# Available records
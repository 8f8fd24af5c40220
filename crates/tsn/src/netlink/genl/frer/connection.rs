//! Connection to the FRER family.

use tracing::debug;

use super::types::{FrerCounters, FrerIflowConfig, FrerStreamConfig, FrerVlanConfig};
use super::{FRER_GENL_NAME, FRER_GENL_VERSION, FrerAttr, FrerCmd};
use crate::netlink::attr::{AttrIter, get};
use crate::netlink::builder::MessageBuilder;
use crate::netlink::error::{Error, Result};
use crate::netlink::genl::connection::{GenlConnection, reply_attrs};

/// Ingress flow configuration together with its split devices.
#[derive(Debug, Clone, Copy, Default, PartialEq, Eq)]
pub struct FrerIflow {
    /// The FRER part of the flow configuration.
    pub config: FrerIflowConfig,
    /// First split device ifindex (0 means none).
    pub dev1: u32,
    /// Second split device ifindex (0 means none).
    pub dev2: u32,
}

/// Connection to the FRER Generic Netlink family.
pub struct FrerConnection {
    genl: GenlConnection,
    family_id: u16,
}

impl FrerConnection {
    /// Connect and resolve the family ID.
    pub async fn new() -> Result<Self> {
        let genl = GenlConnection::new()?;
        let family = genl.get_family(FRER_GENL_NAME).await?;
        debug!("connected to {} (id {})", FRER_GENL_NAME, family.id);
        Ok(Self {
            genl,
            family_id: family.id,
        })
    }

    async fn transact(
        &self,
        cmd: FrerCmd,
        build_attrs: impl FnOnce(&mut MessageBuilder),
    ) -> Result<Vec<Vec<u8>>> {
        self.genl
            .transact(self.family_id, cmd as u8, FRER_GENL_VERSION, build_attrs)
            .await
    }

    /// Fetch a compound stream recovery configuration.
    pub async fn cs_config(&self, cs_id: u32) -> Result<FrerStreamConfig> {
        let replies = self
            .transact(FrerCmd::CsCfgGet, |b| {
                b.append_attr_u32(FrerAttr::Id as u16, cs_id);
            })
            .await?;
        decode_stream_config(reply_attrs(&replies)?)
    }

    /// Apply a compound stream recovery configuration.
    pub async fn set_cs_config(&self, cs_id: u32, config: &FrerStreamConfig) -> Result<()> {
        self.transact(FrerCmd::CsCfgSet, |b| {
            b.append_attr_u32(FrerAttr::Id as u16, cs_id);
            b.append_attr_record(FrerAttr::StreamCfg as u16, config);
        })
        .await?;
        Ok(())
    }

    /// Fetch compound stream recovery counters.
    pub async fn cs_counters(&self, cs_id: u32) -> Result<FrerCounters> {
        let replies = self
            .transact(FrerCmd::CsCntGet, |b| {
                b.append_attr_u32(FrerAttr::Id as u16, cs_id);
            })
            .await?;
        decode_counters(reply_attrs(&replies)?)
    }

    /// Clear compound stream recovery counters.
    pub async fn clear_cs_counters(&self, cs_id: u32) -> Result<()> {
        self.transact(FrerCmd::CsCntClr, |b| {
            b.append_attr_u32(FrerAttr::Id as u16, cs_id);
        })
        .await?;
        Ok(())
    }

    /// Allocate a member stream across one or two ports, returning its ID.
    pub async fn alloc_member_stream(&self, dev1: u32, dev2: u32) -> Result<u32> {
        let replies = self
            .transact(FrerCmd::MsAlloc, |b| {
                b.append_attr_u32(FrerAttr::Dev1 as u16, dev1);
                b.append_attr_u32(FrerAttr::Dev2 as u16, dev2);
            })
            .await?;
        decode_ms_id(reply_attrs(&replies)?)
    }

    /// Free a previously allocated member stream.
    pub async fn free_member_stream(&self, ms_id: u32) -> Result<()> {
        self.transact(FrerCmd::MsFree, |b| {
            b.append_attr_u32(FrerAttr::Id as u16, ms_id);
        })
        .await?;
        Ok(())
    }

    /// Fetch a member stream recovery configuration.
    pub async fn ms_config(&self, ifindex: u32, ms_id: u32) -> Result<FrerStreamConfig> {
        let replies = self
            .transact(FrerCmd::MsCfgGet, |b| {
                b.append_attr_u32(FrerAttr::Id as u16, ms_id);
                b.append_attr_u32(FrerAttr::Dev1 as u16, ifindex);
            })
            .await?;
        decode_stream_config(reply_attrs(&replies)?)
    }

    /// Apply a member stream recovery configuration.
    pub async fn set_ms_config(
        &self,
        ifindex: u32,
        ms_id: u32,
        config: &FrerStreamConfig,
    ) -> Result<()> {
        self.transact(FrerCmd::MsCfgSet, |b| {
            b.append_attr_u32(FrerAttr::Id as u16, ms_id);
            b.append_attr_u32(FrerAttr::Dev1 as u16, ifindex);
            b.append_attr_record(FrerAttr::StreamCfg as u16, config);
        })
        .await?;
        Ok(())
    }

    /// Fetch member stream recovery counters.
    pub async fn ms_counters(&self, ifindex: u32, ms_id: u32) -> Result<FrerCounters> {
        let replies = self
            .transact(FrerCmd::MsCntGet, |b| {
                b.append_attr_u32(FrerAttr::Id as u16, ms_id);
                b.append_attr_u32(FrerAttr::Dev1 as u16, ifindex);
            })
            .await?;
        decode_counters(reply_attrs(&replies)?)
    }

    /// Clear member stream recovery counters.
    pub async fn clear_ms_counters(&self, ifindex: u32, ms_id: u32) -> Result<()> {
        self.transact(FrerCmd::MsCntClr, |b| {
            b.append_attr_u32(FrerAttr::Id as u16, ms_id);
            b.append_attr_u32(FrerAttr::Dev1 as u16, ifindex);
        })
        .await?;
        Ok(())
    }

    /// Fetch an ingress flow configuration.
    pub async fn iflow(&self, id: u32) -> Result<FrerIflow> {
        let replies = self
            .transact(FrerCmd::IflowCfgGet, |b| {
                b.append_attr_u32(FrerAttr::Id as u16, id);
            })
            .await?;
        decode_iflow(reply_attrs(&replies)?)
    }

    /// Apply an ingress flow configuration.
    pub async fn set_iflow(&self, id: u32, flow: &FrerIflow) -> Result<()> {
        self.transact(FrerCmd::IflowCfgSet, |b| {
            b.append_attr_u32(FrerAttr::Id as u16, id);
            b.append_attr_u32(FrerAttr::Dev1 as u16, flow.dev1);
            b.append_attr_u32(FrerAttr::Dev2 as u16, flow.dev2);
            b.append_attr_record(FrerAttr::IflowCfg as u16, &flow.config);
        })
        .await?;
        Ok(())
    }

    /// Fetch a VLAN configuration.
    pub async fn vlan_config(&self, vid: u32) -> Result<FrerVlanConfig> {
        let replies = self
            .transact(FrerCmd::VlanCfgGet, |b| {
                b.append_attr_u32(FrerAttr::Id as u16, vid);
            })
            .await?;
        decode_vlan_config(reply_attrs(&replies)?)
    }

    /// Apply a VLAN configuration.
    pub async fn set_vlan_config(&self, vid: u32, config: &FrerVlanConfig) -> Result<()> {
        self.transact(FrerCmd::VlanCfgSet, |b| {
            b.append_attr_u32(FrerAttr::Id as u16, vid);
            b.append_attr_record(FrerAttr::VlanCfg as u16, config);
        })
        .await?;
        Ok(())
    }
}

fn decode_stream_config(attrs: &[u8]) -> Result<FrerStreamConfig> {
    for (attr_type, data) in AttrIter::new(attrs) {
        if attr_type == FrerAttr::StreamCfg as u16 {
            return get::record(data);
        }
    }
    Err(Error::MissingAttribute { name: "STREAM_CFG" })
}

fn decode_counters(attrs: &[u8]) -> Result<FrerCounters> {
    for (attr_type, data) in AttrIter::new(attrs) {
        if attr_type == FrerAttr::StreamCnt as u16 {
            return get::record(data);
        }
    }
    Err(Error::MissingAttribute { name: "STREAM_CNT" })
}

fn decode_ms_id(attrs: &[u8]) -> Result<u32> {
    for (attr_type, data) in AttrIter::new(attrs) {
        if attr_type == FrerAttr::Id as u16 {
            return get::u32_ne(data);
        }
    }
    Err(Error::MissingAttribute { name: "ID" })
}

fn decode_iflow(attrs: &[u8]) -> Result<FrerIflow> {
    let mut config = None;
    let mut dev1 = None;
    let mut dev2 = None;

    for (attr_type, data) in AttrIter::new(attrs) {
        match attr_type {
            t if t == FrerAttr::IflowCfg as u16 => {
                config = Some(get::record(data)?);
            }
            t if t == FrerAttr::Dev1 as u16 => {
                dev1 = Some(get::u32_ne(data)?);
            }
            t if t == FrerAttr::Dev2 as u16 => {
                dev2 = Some(get::u32_ne(data)?);
            }
            _ => {}
        }
    }

    Ok(FrerIflow {
        config: config.ok_or(Error::MissingAttribute { name: "IFLOW_CFG" })?,
        dev1: dev1.ok_or(Error::MissingAttribute { name: "DEV1" })?,
        dev2: dev2.ok_or(Error::MissingAttribute { name: "DEV2" })?,
    })
}

fn decode_vlan_config(attrs: &[u8]) -> Result<FrerVlanConfig> {
    for (attr_type, data) in AttrIter::new(attrs) {
        if attr_type == FrerAttr::VlanCfg as u16 {
            return get::record(data);
        }
    }
    Err(Error::MissingAttribute { name: "VLAN_CFG" })
}
//! Netlink attribute (nlattr) handling.

use super::error::{Error, Result};
use zerocopy::{FromBytes, Immutable, IntoBytes, KnownLayout};

/// Netlink attribute alignment.
pub const NLA_ALIGNTO: usize = 4;

/// Align a length to NLA_ALIGNTO boundary.
#[inline]
pub const fn nla_align(len: usize) -> usize {
    (len + NLA_ALIGNTO - 1) & !(NLA_ALIGNTO - 1)
}

/// Size of the attribute header.
pub const NLA_HDRLEN: usize = 4; // nla_align(size_of::<NlAttr>())

/// Netlink attribute header (mirrors struct nlattr).
#[repr(C)]
#[derive(Debug, Clone, Copy, Default, FromBytes, IntoBytes, Immutable, KnownLayout)]
pub struct NlAttr {
    /// Length including header.
    pub nla_len: u16,
    /// Attribute type.
    pub nla_type: u16,
}

impl NlAttr {
    /// Create a new attribute header.
    pub fn new(attr_type: u16, data_len: usize) -> Self {
        Self {
            nla_len: (NLA_HDRLEN + data_len) as u16,
            nla_type: attr_type,
        }
    }

    /// Get the payload length (total length minus header).
    pub fn payload_len(&self) -> usize {
        (self.nla_len as usize).saturating_sub(NLA_HDRLEN)
    }

    /// Convert to bytes.
    pub fn as_bytes(&self) -> &[u8] {
        <Self as IntoBytes>::as_bytes(self)
    }

    /// Parse from bytes.
    pub fn from_bytes(data: &[u8]) -> Result<&Self> {
        Self::ref_from_prefix(data)
            .map(|(r, _)| r)
            .map_err(|_| Error::Truncated {
                expected: std::mem::size_of::<Self>(),
                actual: data.len(),
            })
    }
}

/// Iterator over netlink attributes in a buffer.
pub struct AttrIter<'a> {
    data: &'a [u8],
}

impl<'a> AttrIter<'a> {
    /// Create a new attribute iterator.
    pub fn new(data: &'a [u8]) -> Self {
        Self { data }
    }
}

impl<'a> Iterator for AttrIter<'a> {
    /// Returns (attribute type, payload data).
    type Item = (u16, &'a [u8]);

    fn next(&mut self) -> Option<Self::Item> {
        if self.data.len() < NLA_HDRLEN {
            return None;
        }

        let attr = match NlAttr::from_bytes(self.data) {
            Ok(a) => a,
            Err(_) => return None,
        };

        let len = attr.nla_len as usize;
        if len < NLA_HDRLEN || len > self.data.len() {
            return None;
        }

        let payload = &self.data[NLA_HDRLEN..len];
        let aligned_len = nla_align(len);

        // Move to next attribute
        if aligned_len >= self.data.len() {
            self.data = &[];
        } else {
            self.data = &self.data[aligned_len..];
        }

        Some((attr.nla_type, payload))
    }
}

/// Helper functions for extracting typed values from attribute payloads.
pub mod get {
    use super::*;

    /// Extract a u16 value (native endian).
    pub fn u16_ne(data: &[u8]) -> Result<u16> {
        if data.len() < 2 {
            return Err(Error::InvalidAttribute("truncated u16 attribute".into()));
        }
        Ok(u16::from_ne_bytes([data[0], data[1]]))
    }

    /// Extract a u32 value (native endian).
    pub fn u32_ne(data: &[u8]) -> Result<u32> {
        if data.len() < 4 {
            return Err(Error::InvalidAttribute("truncated u32 attribute".into()));
        }
        Ok(u32::from_ne_bytes([data[0], data[1], data[2], data[3]]))
    }

    /// Extract a null-terminated string.
    pub fn string(data: &[u8]) -> Result<&str> {
        // Find null terminator or use whole buffer
        let len = data.iter().position(|&b| b == 0).unwrap_or(data.len());
        std::str::from_utf8(&data[..len])
            .map_err(|e| Error::InvalidAttribute(format!("invalid UTF-8: {}", e)))
    }

    /// Extract a fixed-layout record.
    ///
    /// The payload must hold at least `size_of::<T>()` bytes; a shorter
    /// payload fails with `Error::Truncated` instead of yielding a
    /// partially-filled record.
    pub fn record<T: FromBytes>(data: &[u8]) -> Result<T> {
        T::read_from_prefix(data)
            .map(|(v, _)| v)
            .map_err(|_| Error::Truncated {
                expected: std::mem::size_of::<T>(),
                actual: data.len(),
            })
    }
}

#[cfg(test)]
mod tests {
    use super::*;

    fn attr_bytes(attr_type: u16, payload: &[u8]) -> Vec<u8> {
        let mut buf = Vec::new();
        buf.extend_from_slice(NlAttr::new(attr_type, payload.len()).as_bytes());
        buf.extend_from_slice(payload);
        buf.resize(nla_align(buf.len()), 0);
        buf
    }

    #[test]
    fn test_attr_iter() {
        let mut buf = attr_bytes(1, &5u32.to_ne_bytes());
        buf.extend_from_slice(&attr_bytes(3, b"eth0\0"));

        let mut iter = AttrIter::new(&buf);

        let (t, payload) = iter.next().unwrap();
        assert_eq!(t, 1);
        assert_eq!(get::u32_ne(payload).unwrap(), 5);

        let (t, payload) = iter.next().unwrap();
        assert_eq!(t, 3);
        assert_eq!(get::string(payload).unwrap(), "eth0");

        assert!(iter.next().is_none());
    }

    #[test]
    fn test_attr_iter_truncated_stops() {
        // nla_len claims 12 bytes but only 8 are present
        let mut buf = Vec::new();
        buf.extend_from_slice(NlAttr::new(2, 8).as_bytes());
        buf.extend_from_slice(&[0u8; 4]);

        let mut iter = AttrIter::new(&buf);
        assert!(iter.next().is_none());
    }

    #[test]
    fn test_get_record() {
        #[derive(Debug, PartialEq, zerocopy::FromBytes)]
        #[repr(C)]
        struct Pair {
            a: u16,
            b: u16,
        }

        let data = [0x01, 0x00, 0x02, 0x00];
        let pair: Pair = get::record(&data).unwrap();
        assert_eq!(pair, Pair { a: 1, b: 2 });
    }

    #[test]
    fn test_get_record_truncated() {
        #[derive(Debug, zerocopy::FromBytes)]
        #[repr(C)]
        struct Wide {
            a: u64,
        }

        let data = [0u8; 4];
        let err = get::record::<Wide>(&data).unwrap_err();
        match err {
            Error::Truncated { expected, actual } => {
                assert_eq!(expected, 8);
                assert_eq!(actual, 4);
            }
            other => panic!("unexpected error: {other}"),
        }
    }

    #[test]
    fn test_get_scalars_truncated() {
        assert!(get::u16_ne(&[1]).is_err());
        assert!(get::u32_ne(&[1, 2, 3]).is_err());
    }
}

# Assigned task
Copy every line in the listing above where the string "impl" turns up.

# Solved problem
impl FrerConnection {
        build_attrs: impl FnOnce(&mut MessageBuilder),
impl NlAttr {
impl<'a> AttrIter<'a> {
impl<'a> Iterator for AttrIter<'a> {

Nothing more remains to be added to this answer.